» **Description of the task**
Write every entry out again, exactly as given.

» **Material provided**
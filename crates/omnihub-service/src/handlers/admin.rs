//! Admin operations: user management, credit adjustments, and audit logs.
//!
//! Every handler takes [`AdminAuth`], which performs the capability check
//! before any of this code runs.

use std::sync::Arc;

use axum::extract::{Path, Query, State};
use axum::Json;
use serde::{Deserialize, Serialize};

use omnihub_core::UserId;
use omnihub_store::Store;

use super::{LedgerEntryResponse, PageQuery, UsageLogResponse};
use crate::auth::AdminAuth;
use crate::error::ApiError;
use crate::handlers::auth::UserResponse;
use crate::state::AppState;

/// Admin page size cap for log and user listings.
const ADMIN_PAGE_CAP: usize = 1000;

/// User listing response.
#[derive(Debug, Serialize)]
pub struct UsersResponse {
    /// The accounts.
    pub users: Vec<UserResponse>,
}

/// List all accounts.
pub async fn list_users(
    State(state): State<Arc<AppState>>,
    _admin: AdminAuth,
    Query(page): Query<PageQuery>,
) -> Result<Json<UsersResponse>, ApiError> {
    let accounts = state
        .store
        .list_accounts(page.capped(ADMIN_PAGE_CAP), page.offset)?;

    Ok(Json(UsersResponse {
        users: accounts.iter().map(UserResponse::from).collect(),
    }))
}

/// Credit adjustment request.
#[derive(Debug, Deserialize)]
pub struct CreditUpdateRequest {
    /// Target account id.
    pub user_id: String,
    /// Signed amount: positive grants, negative deducts.
    pub amount: i64,
    /// Reason recorded on the ledger entry.
    pub reason: String,
}

/// Credit adjustment response.
#[derive(Debug, Serialize)]
pub struct CreditUpdateResponse {
    /// Confirmation message.
    pub message: String,
    /// Balance after the adjustment.
    pub new_balance: i64,
    /// Id of the ledger entry that was written.
    pub entry_id: String,
}

/// Grant or deduct credits. Deductions below zero are rejected, mirroring
/// the gate's own insufficient-credits rule.
pub async fn update_credits(
    State(state): State<Arc<AppState>>,
    admin: AdminAuth,
    Json(body): Json<CreditUpdateRequest>,
) -> Result<Json<CreditUpdateResponse>, ApiError> {
    let user_id = body
        .user_id
        .parse::<UserId>()
        .map_err(|_| ApiError::BadRequest("Invalid user ID".into()))?;

    let change = state
        .store
        .adjust_credits(&user_id, body.amount, &body.reason, &admin.admin_id)?;

    tracing::info!(
        user_id = %user_id,
        admin_id = %admin.admin_id,
        amount = body.amount,
        reason = %body.reason,
        new_balance = change.new_balance,
        "credits adjusted"
    );

    Ok(Json(CreditUpdateResponse {
        message: "Credits updated".into(),
        new_balance: change.new_balance,
        entry_id: change.entry.id.to_string(),
    }))
}

/// Suspension toggle response.
#[derive(Debug, Serialize)]
pub struct SuspendResponse {
    /// Confirmation message.
    pub message: String,
    /// Active state after the toggle.
    pub is_active: bool,
}

/// Toggle an account's active flag. Admin accounts cannot be suspended.
pub async fn suspend_user(
    State(state): State<Arc<AppState>>,
    admin: AdminAuth,
    Path(user_id): Path<String>,
) -> Result<Json<SuspendResponse>, ApiError> {
    let user_id = user_id
        .parse::<UserId>()
        .map_err(|_| ApiError::BadRequest("Invalid user ID".into()))?;

    let account = state
        .store
        .get_account(&user_id)?
        .ok_or_else(|| ApiError::NotFound("User not found".into()))?;

    if account.is_admin() {
        return Err(ApiError::BadRequest("Cannot suspend admin".into()));
    }

    let now_active = !account.is_active;
    state.store.set_active(&user_id, now_active)?;

    tracing::info!(
        user_id = %user_id,
        admin_id = %admin.admin_id,
        is_active = now_active,
        "account active flag toggled"
    );

    Ok(Json(SuspendResponse {
        message: if now_active {
            "User unsuspended".into()
        } else {
            "User suspended".into()
        },
        is_active: now_active,
    }))
}

/// Admin usage log response.
#[derive(Debug, Serialize)]
pub struct AdminUsageLogsResponse {
    /// Usage records across all accounts, newest first.
    pub logs: Vec<UsageLogResponse>,
}

/// List usage records across all accounts, newest first.
pub async fn usage_logs(
    State(state): State<Arc<AppState>>,
    _admin: AdminAuth,
    Query(page): Query<PageQuery>,
) -> Result<Json<AdminUsageLogsResponse>, ApiError> {
    let records = state
        .store
        .list_usage(None, page.capped(ADMIN_PAGE_CAP), page.offset)?;

    Ok(Json(AdminUsageLogsResponse {
        logs: records.iter().map(UsageLogResponse::from).collect(),
    }))
}

/// Admin ledger response.
#[derive(Debug, Serialize)]
pub struct AdminCreditLogsResponse {
    /// Ledger entries across all accounts, newest first.
    pub logs: Vec<LedgerEntryResponse>,
}

/// List ledger entries across all accounts, newest first.
pub async fn credit_logs(
    State(state): State<Arc<AppState>>,
    _admin: AdminAuth,
    Query(page): Query<PageQuery>,
) -> Result<Json<AdminCreditLogsResponse>, ApiError> {
    let entries = state
        .store
        .list_ledger(None, page.capped(ADMIN_PAGE_CAP), page.offset)?;

    Ok(Json(AdminCreditLogsResponse {
        logs: entries.iter().map(LedgerEntryResponse::from).collect(),
    }))
}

» **Answer section**
filename crates/omnihub-service/src/handlers/admin.rs
//! Admin operations: user management, credit adjustments, and audit logs.
//!
//! Every handler takes [`AdminAuth`], which performs the capability check
//! before any of this code runs.

use std::sync::Arc;

use axum::extract::{Path, Query, State};
use axum::Json;
use serde::{Deserialize, Serialize};

use omnihub_core::UserId;
use omnihub_store::Store;

use super::{LedgerEntryResponse, PageQuery, UsageLogResponse};
use crate::auth::AdminAuth;
use crate::error::ApiError;
use crate::handlers::auth::UserResponse;
use crate::state::AppState;

/// Admin page size cap for log and user listings.
const ADMIN_PAGE_CAP: usize = 1000;

/// User listing response.
#[derive(Debug, Serialize)]
pub struct UsersResponse {
    /// The accounts.
    pub users: Vec<UserResponse>,
}

/// List all accounts.
pub async fn list_users(
    State(state): State<Arc<AppState>>,
    _admin: AdminAuth,
    Query(page): Query<PageQuery>,
) -> Result<Json<UsersResponse>, ApiError> {
    let accounts = state
        .store
        .list_accounts(page.capped(ADMIN_PAGE_CAP), page.offset)?;

    Ok(Json(UsersResponse {
        users: accounts.iter().map(UserResponse::from).collect(),
    }))
}

/// Credit adjustment request.
#[derive(Debug, Deserialize)]
pub struct CreditUpdateRequest {
    /// Target account id.
    pub user_id: String,
    /// Signed amount: positive grants, negative deducts.
    pub amount: i64,
    /// Reason recorded on the ledger entry.
    pub reason: String,
}

/// Credit adjustment response.
#[derive(Debug, Serialize)]
pub struct CreditUpdateResponse {
    /// Confirmation message.
    pub message: String,
    /// Balance after the adjustment.
    pub new_balance: i64,
    /// Id of the ledger entry that was written.
    pub entry_id: String,
}

/// Grant or deduct credits. Deductions below zero are rejected, mirroring
/// the gate's own insufficient-credits rule.
pub async fn update_credits(
    State(state): State<Arc<AppState>>,
    admin: AdminAuth,
    Json(body): Json<CreditUpdateRequest>,
) -> Result<Json<CreditUpdateResponse>, ApiError> {
    let user_id = body
        .user_id
        .parse::<UserId>()
        .map_err(|_| ApiError::BadRequest("Invalid user ID".into()))?;

    let change = state
        .store
        .adjust_credits(&user_id, body.amount, &body.reason, &admin.admin_id)?;

    tracing::info!(
        user_id = %user_id,
        admin_id = %admin.admin_id,
        amount = body.amount,
        reason = %body.reason,
        new_balance = change.new_balance,
        "credits adjusted"
    );

    Ok(Json(CreditUpdateResponse {
        message: "Credits updated".into(),
        new_balance: change.new_balance,
        entry_id: change.entry.id.to_string(),
    }))
}

/// Suspension toggle response.
#[derive(Debug, Serialize)]
pub struct SuspendResponse {
    /// Confirmation message.
    pub message: String,
    /// Active state after the toggle.
    pub is_active: bool,
}

/// Toggle an account's active flag. Admin accounts cannot be suspended.
pub async fn suspend_user(
    State(state): State<Arc<AppState>>,
    admin: AdminAuth,
    Path(user_id): Path<String>,
) -> Result<Json<SuspendResponse>, ApiError> {
    let user_id = user_id
        .parse::<UserId>()
        .map_err(|_| ApiError::BadRequest("Invalid user ID".into()))?;

    let account = state
        .store
        .get_account(&user_id)?
        .ok_or_else(|| ApiError::NotFound("User not found".into()))?;

    if account.is_admin() {
        return Err(ApiError::BadRequest("Cannot suspend admin".into()));
    }

    let now_active = !account.is_active;
    state.store.set_active(&user_id, now_active)?;

    tracing::info!(
        user_id = %user_id,
        admin_id = %admin.admin_id,
        is_active = now_active,
        "account active flag toggled"
    );

    Ok(Json(SuspendResponse {
        message: if now_active {
            "User unsuspended".into()
        } else {
            "User suspended".into()
        },
        is_active: now_active,
    }))
}

/// Admin usage log response.
#[derive(Debug, Serialize)]
pub struct AdminUsageLogsResponse {
    /// Usage records across all accounts, newest first.
    pub logs: Vec<UsageLogResponse>,
}

/// List usage records across all accounts, newest first.
pub async fn usage_logs(
    State(state): State<Arc<AppState>>,
    _admin: AdminAuth,
    Query(page): Query<PageQuery>,
) -> Result<Json<AdminUsageLogsResponse>, ApiError> {
    let records = state
        .store
        .list_usage(None, page.capped(ADMIN_PAGE_CAP), page.offset)?;

    Ok(Json(AdminUsageLogsResponse {
        logs: records.iter().map(UsageLogResponse::from).collect(),
    }))
}

/// Admin ledger response.
#[derive(Debug, Serialize)]
pub struct AdminCreditLogsResponse {
    /// Ledger entries across all accounts, newest first.
    pub logs: Vec<LedgerEntryResponse>,
}

/// List ledger entries across all accounts, newest first.
pub async fn credit_logs(
    State(state): State<Arc<AppState>>,
    _admin: AdminAuth,
    Query(page): Query<PageQuery>,
) -> Result<Json<AdminCreditLogsResponse>, ApiError> {
    let entries = state
        .store
        .list_ledger(None, page.capped(ADMIN_PAGE_CAP), page.offset)?;

    Ok(Json(AdminCreditLogsResponse {
        logs: entries.iter().map(LedgerEntryResponse::from).collect(),
    }))
}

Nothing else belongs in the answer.